Now THAT would be a story–the City’s twisted romance with small arts organizations– though I suppose it wouldn’t appeal to yo
u b/c it falls into the “poor me” category? Artists should know better than to trust the City? (I wouldn’t know better.) The article was full of City people and grants people tut-tutting the organizations for bad decisions, without the counterbalancing explanation–beyond that of heads in the cloud hope–for why they might have made these lousy decisions. It just seemed fishy to me, and now you’ve made clear why!
Also, I’m not sure how you can say, first, that “the rock and the hard place you talk about was the result of poor and unrealistic planning, city regulations concerning capital projects, and the current economic crisis causing their already-precarious condition to start toppling,” and then, a couple of sentences later, that these institutions who planned unrealistically and poorly “are slowly and surely becoming our edifices. …. these superb institutions, I believe, will emerge whole and vibrant and spawn the infrastructure of the future.” Given they’re such poor planners, how is it that they’re going to emerge at all?
La Rocco doesn’t think they should–not as they have been, anyway. Here, from the article:
DTW for now remains committed to staying put. Should it? The struggles of many institutions raise questions about how well real estate serves organizations’ missions, especially given current dramatic shifts in technology and audience consumption habits.
“Two or three years ago, when we looked across our portfolio, maybe 75 percent of the facility-based arts organizations who own or who are very strongly identified with a location, were financially on the ropes,” Ms. Miller said. “That tells us we’ve got a whole sector which, possibly, has built itself up based on an institutional model that is flawed.”
So, according to La Rocco, the problem wasn’t just poor planning, it was faulty, anachronistic thinking–not fixable by working on the kind of “help” the City offers; faulty b/c small arts organizations shouldn’t be bothering with real estate anymore. This is why she doesn’t talk about what the City might do to actually be helpful. She’s not interested in incremental change, but in radical, infrastructural change. (What exactly–what will replace space in a space-based art such as dance–isn’t clear. Claudia! a follow-up article, please.)
So, it’s not that you’re saying toe-may-toe and she’s saying toe-mah-toe, it’s that you’re saying noble and worthwhile, and she’s saying wrongheaded and outmoded.
Thanks for writing,
Apollinaire
Isaac Beekman says
The history that LaRocco documents can be taken as what it is: investigative journalism.

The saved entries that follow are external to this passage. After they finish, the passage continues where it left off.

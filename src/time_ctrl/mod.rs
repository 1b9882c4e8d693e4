// src/time_ctrl/mod.rs
//! Контроль времени хода.
//!
//! Здесь собираем:
//! - правила (`TimeRules`);
//! - таймер хода с явным состоянием (`TurnTimer`);
//! - политику авто-действия по таймауту (`timeout_action`).
//!
//! Время не берётся из системных часов: стол двигает его через `Table::tick`.

pub mod auto_action;
pub mod clock;
pub mod time_rules;

pub use auto_action::timeout_action;
pub use clock::{ArmedTurn, TimeoutState, TimerHandle, TurnTimer};
pub use time_rules::TimeRules;
//! Подписчик шины событий, который пишет всё в `log`.
//! Ставится на каждый стол при создании.

use log::{debug, info};

use crate::domain::TableId;
use crate::engine::actions::Reaction;
use crate::engine::events::TableEvent;

/// Обработчик для `EventBus::subscribe_all`. Никогда не реагирует действием.
pub fn log_subscriber(table_id: TableId) -> impl FnMut(&TableEvent) -> Option<Reaction> {
    move |event| {
        log_event(table_id, event);
        None
    }
}

pub fn log_event(table_id: TableId, event: &TableEvent) {
    match event {
        TableEvent::PlayerJoined {
            player_id,
            seat_number,
        } => info!("table={table_id} event=player_joined player={player_id} seat={seat_number}"),
        TableEvent::PlayerLeft { player_id } => {
            info!("table={table_id} event=player_left player={player_id}")
        }
        TableEvent::PlayerTurn {
            player_id,
            to_call,
            state,
        } => debug!("table={table_id} event=player_turn player={player_id} to_call={to_call} state={state}"),
        TableEvent::PlayerActed { player_id, action } => {
            info!("table={table_id} event=player_action player={player_id} action={action}")
        }
        TableEvent::TurnExpired { player_id } => {
            info!("table={table_id} event=turn_expired player={player_id}")
        }
        TableEvent::GameStateChanged { new_state } => {
            info!("table={table_id} event=state_changed state={new_state}")
        }
        TableEvent::GameEnded {
            winners,
            community_cards,
        } => {
            let board: Vec<String> = community_cards.iter().map(|c| c.to_string()).collect();
            info!("table={table_id} event=game_ended board=[{}]", board.join(" "));
            for w in winners {
                let hand = w.strength.map(|s| s.name()).unwrap_or("без вскрытия");
                info!(
                    "table={table_id} winner={} name={} hand={} won={}",
                    w.player_id, w.name, hand, w.amount_won
                );
            }
        }
    }
}
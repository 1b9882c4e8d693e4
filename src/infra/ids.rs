use std::sync::atomic::{AtomicU64, Ordering};

use crate::domain::{PlayerId, TableId};

/// Генерация ID на основе монотонных счётчиков.
/// Каждая раздача в сессии получает свой `TableId`.
#[derive(Debug)]
pub struct IdGenerator {
    table_counter: AtomicU64,
    player_counter: AtomicU64,
}

impl IdGenerator {
    /// Генератор с начальным значением 1 для всех сущностей.
    pub fn new() -> Self {
        Self {
            table_counter: AtomicU64::new(1),
            player_counter: AtomicU64::new(1),
        }
    }

    #[inline]
    pub fn next_table_id(&self) -> TableId {
        self.table_counter.fetch_add(1, Ordering::Relaxed)
    }

    #[inline]
    pub fn next_player_id(&self) -> PlayerId {
        self.player_counter.fetch_add(1, Ordering::Relaxed)
    }
}

impl Default for IdGenerator {
    fn default() -> Self {
        Self::new()
    }
}
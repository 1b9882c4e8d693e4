//! Движок одного покерного стола (Texas Hold'em).
//!
//! Раздача за раздачей:
//! - посадка игроков и блайнды;
//! - проверка и применение ставок;
//! - улицы PreFlop → Flop → Turn → River → Showdown;
//! - расчёт банка, история раздачи, события стола, таймаут хода.
//!
//! Точка входа – `engine::Table` (одна раздача) и `engine::Session`
//! (фишки и ростер между раздачами).

pub mod domain;
pub mod engine;
pub mod eval;
pub mod infra;
pub mod time_ctrl;
use crate::domain::card::{Card, Rank};
use crate::domain::hand::HandRank;

use super::hand_rank::HandCategory;
use super::EvalError;

/// Вычислить лучшую 5-карточную руку из набора 5–7 карт
/// (2 карманные + 3..5 общих).
pub fn evaluate_best_hand(cards: &[Card]) -> Result<HandRank, EvalError> {
    let n = cards.len();
    if !(5..=7).contains(&n) {
        return Err(EvalError::CardCount(n));
    }

    let mut best = HandRank(0);
    for a in 0..(n - 4) {
        for b in (a + 1)..(n - 3) {
            for c in (b + 1)..(n - 2) {
                for d in (c + 1)..(n - 1) {
                    for e in (d + 1)..n {
                        let five = [cards[a], cards[b], cards[c], cards[d], cards[e]];
                        best = best.max(evaluate_five(&five));
                    }
                }
            }
        }
    }
    Ok(best)
}

/// Оценка строго 5-карточной комбинации.
fn evaluate_five(cards: &[Card; 5]) -> HandRank {
    let is_flush = cards.iter().all(|c| c.suit == cards[0].suit);

    // (ранг, количество), сначала по количеству, потом по рангу – по убыванию.
    let mut groups: Vec<(Rank, u8)> = Vec::with_capacity(5);
    for card in cards {
        match groups.iter_mut().find(|(r, _)| *r == card.rank) {
            Some((_, count)) => *count += 1,
            None => groups.push((card.rank, 1)),
        }
    }
    groups.sort_by(|a, b| b.1.cmp(&a.1).then_with(|| b.0.cmp(&a.0)));

    let pattern: Vec<u8> = groups.iter().map(|(_, count)| *count).collect();
    let ranks: Vec<Rank> = groups.iter().map(|(rank, _)| *rank).collect();
    let straight = straight_ranks(&ranks);

    let category = match (pattern.as_slice(), is_flush, &straight) {
        (_, true, Some(_)) => HandCategory::StraightFlush,
        ([4, 1], _, _) => HandCategory::FourOfAKind,
        ([3, 2], _, _) => HandCategory::FullHouse,
        (_, true, None) => HandCategory::Flush,
        (_, false, Some(_)) => HandCategory::Straight,
        ([3, 1, 1], _, _) => HandCategory::ThreeOfAKind,
        ([2, 2, 1], _, _) => HandCategory::TwoPair,
        ([2, 1, 1, 1], _, _) => HandCategory::OnePair,
        _ => HandCategory::HighCard,
    };

    match straight {
        Some(order) if matches!(category, HandCategory::Straight | HandCategory::StraightFlush) => {
            HandRank::pack(category, &order)
        }
        _ => HandRank::pack(category, &ranks),
    }
}

/// Если 5 разных рангов (по убыванию) образуют стрит – порядок для сравнения.
/// Wheel (A2345) считается стритом до пятёрки.
fn straight_ranks(ranks: &[Rank]) -> Option<Vec<Rank>> {
    if ranks.len() != 5 {
        return None;
    }
    if ranks[0] as u8 - ranks[4] as u8 == 4 {
        return Some(ranks.to_vec());
    }
    let wheel = [Rank::Ace, Rank::Five, Rank::Four, Rank::Three, Rank::Two];
    if ranks == wheel {
        return Some(vec![Rank::Five, Rank::Four, Rank::Three, Rank::Two]);
    }
    None
}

Those who don’t study the past are doomed to repeat it, they say, and the illumination that LaRocco provides will inform the next generation of arts administrators, city administrators, funders and founders. At the worst, it spotlights the difficulties of viable organizations managing the expansion of an arts business at a time of economic contraction. My impression is you’re trying to make something personal out of something that, well, isn’t.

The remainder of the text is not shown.